障害者権利条約「日本まだ基準と隔たり」 キム国連委員長が講演
2025年12月24日 福祉新聞編集部
国連障害者権利委員会のキム・ミヨン委員長と田門浩委員が4日、東京都千代田区の全国社会福祉協議会・灘尾ホールで開かれた「日本障害フォーラム」(阿部一彦代表、JDF)の全国フォーラムで講演した。JDFは日本が2014年1月に批准した国連障害者権利条約の推進を目的に14の関係団体で活動している。
キム氏は障害者差別解消法を制定するなど、日本が障害者の権利を強化するための改革を推進してきたことを高く評価。しかし、まだ医学モデルに基づく制度が残り、福祉サービスの体系も条約が求める基準と隔たりがあると指摘した。

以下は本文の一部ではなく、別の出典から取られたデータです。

use std::{fs, io, path::Path};

use derive_more::{Display, Error, From};
use serde::Deserialize;

/// Errors that may occur while reading the package manifest.
#[derive(Debug, Display, From, Error)]
pub(crate) enum ManifestError {
    /// Unable to read the manifest file.
    Io(io::Error),

    /// Manifest is not a valid JSON document.
    Json(serde_json::Error),

    /// Manifest does not declare a required field.
    #[display(fmt = "manifest is missing the '{}' field", _0)]
    MissingField(#[error(ignore)] &'static str),
}

/// Package manifest fields relevant for deployment.
///
/// Every other manifest key is ignored.
#[derive(Debug, Deserialize)]
pub(crate) struct Manifest {
    /// Declared package name.
    pub name: Option<String>,

    /// Declared package version.
    pub version: Option<String>,
}

impl Manifest {
    /// Read the manifest from the provided path.
    pub(crate) fn read(path: &Path) -> Result<Self, ManifestError> {
        Ok(serde_json::from_slice(&fs::read(path)?)?)
    }

    /// Convert the manifest into a [`BuildTarget`], requiring both name and version.
    pub(crate) fn build_target(self) -> Result<BuildTarget, ManifestError> {
        Ok(BuildTarget {
            name: self.name.ok_or(ManifestError::MissingField("name"))?,
            version: self.version.ok_or(ManifestError::MissingField("version"))?,
        })
    }
}

/// Name and version of the deployed package.
#[derive(Clone, Debug, PartialEq, Eq)]
pub(crate) struct BuildTarget {
    /// Package name.
    pub name: String,

    /// Package version.
    pub version: String,
}

impl BuildTarget {
    /// Archive file name, `{name}-v{version}.zip`.
    pub(crate) fn archive_filename(&self) -> String {
        format!("{}-v{}.zip", self.name, self.version)
    }
}

#[cfg(test)]
mod tests {
    use std::fs;

    use super::{BuildTarget, Manifest, ManifestError};

    #[test]
    fn archive_filename() {
        let pairs = [
            ("my-ext", "1.2.3", "my-ext-v1.2.3.zip"),
            ("functions", "0.0.1-beta.2", "functions-v0.0.1-beta.2.zip"),
            ("api", "10.0.0", "api-v10.0.0.zip"),
        ];

        for (name, version, expected) in pairs {
            let target = BuildTarget {
                name: name.into(),
                version: version.into(),
            };

            assert_eq!(target.archive_filename(), expected);
        }
    }

    #[test]
    fn read_name_and_version() {
        let dir = tempfile::tempdir().expect("unable to create temporary directory");
        let path = dir.path().join("package.json");
        fs::write(
            &path,
            r#"{"name": "my-ext", "version": "1.2.3", "private": true, "dependencies": {}}"#,
        )
        .expect("unable to write manifest");

        let target = Manifest::read(&path)
            .and_then(Manifest::build_target)
            .expect("unable to read manifest");

        assert_eq!(
            target,
            BuildTarget {
                name: "my-ext".into(),
                version: "1.2.3".into(),
            }
        );
    }

    #[test]
    fn missing_version() {
        let dir = tempfile::tempdir().expect("unable to create temporary directory");
        let path = dir.path().join("package.json");
        fs::write(&path, r#"{"name": "my-ext"}"#).expect("unable to write manifest");

        let manifest = Manifest::read(&path).expect("unable to read manifest");

        assert_eq!(manifest.name.as_deref(), Some("my-ext"));
        assert!(manifest.version.is_none());
        assert!(matches!(
            manifest.build_target(),
            Err(ManifestError::MissingField("version"))
        ));
    }

    #[test]
    fn missing_manifest() {
        let dir = tempfile::tempdir().expect("unable to create temporary directory");

        assert!(matches!(
            Manifest::read(&dir.path().join("package.json")),
            Err(ManifestError::Io(_))
        ));
    }
}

「条約の根本的な目標は障害者が自分で選択して地域で自由に生きていく権利の保障にある(第19条)」と持論を述べた上で、日本に対し、施設から地域生活への移行、精神科病院の長期入所の解消などに取り組むよう進言。障害がある女性のための施策、情報通信分野の基準の制定、独立した人権委員会の設置なども優先すべき課題に挙げた。
参加者に向けて「日本は条約履行の国際的なモデルになる能力や資源を備えている。完全なインクルージョンと平等に向かう道を共に歩みましょう」と呼び掛けた。
また、キム氏はさまざまな政府間会議に出席しており、国際的な動向についても紹介。条約履行の評価は、文書による報告から実際の変化と数値的根拠の提示へとシフトしていくことなどを説明した。
続いて1月に委員に就任した田門氏が登壇。障害当事者の政策への参画、独立した国内人権機関の設置などが重要だとした。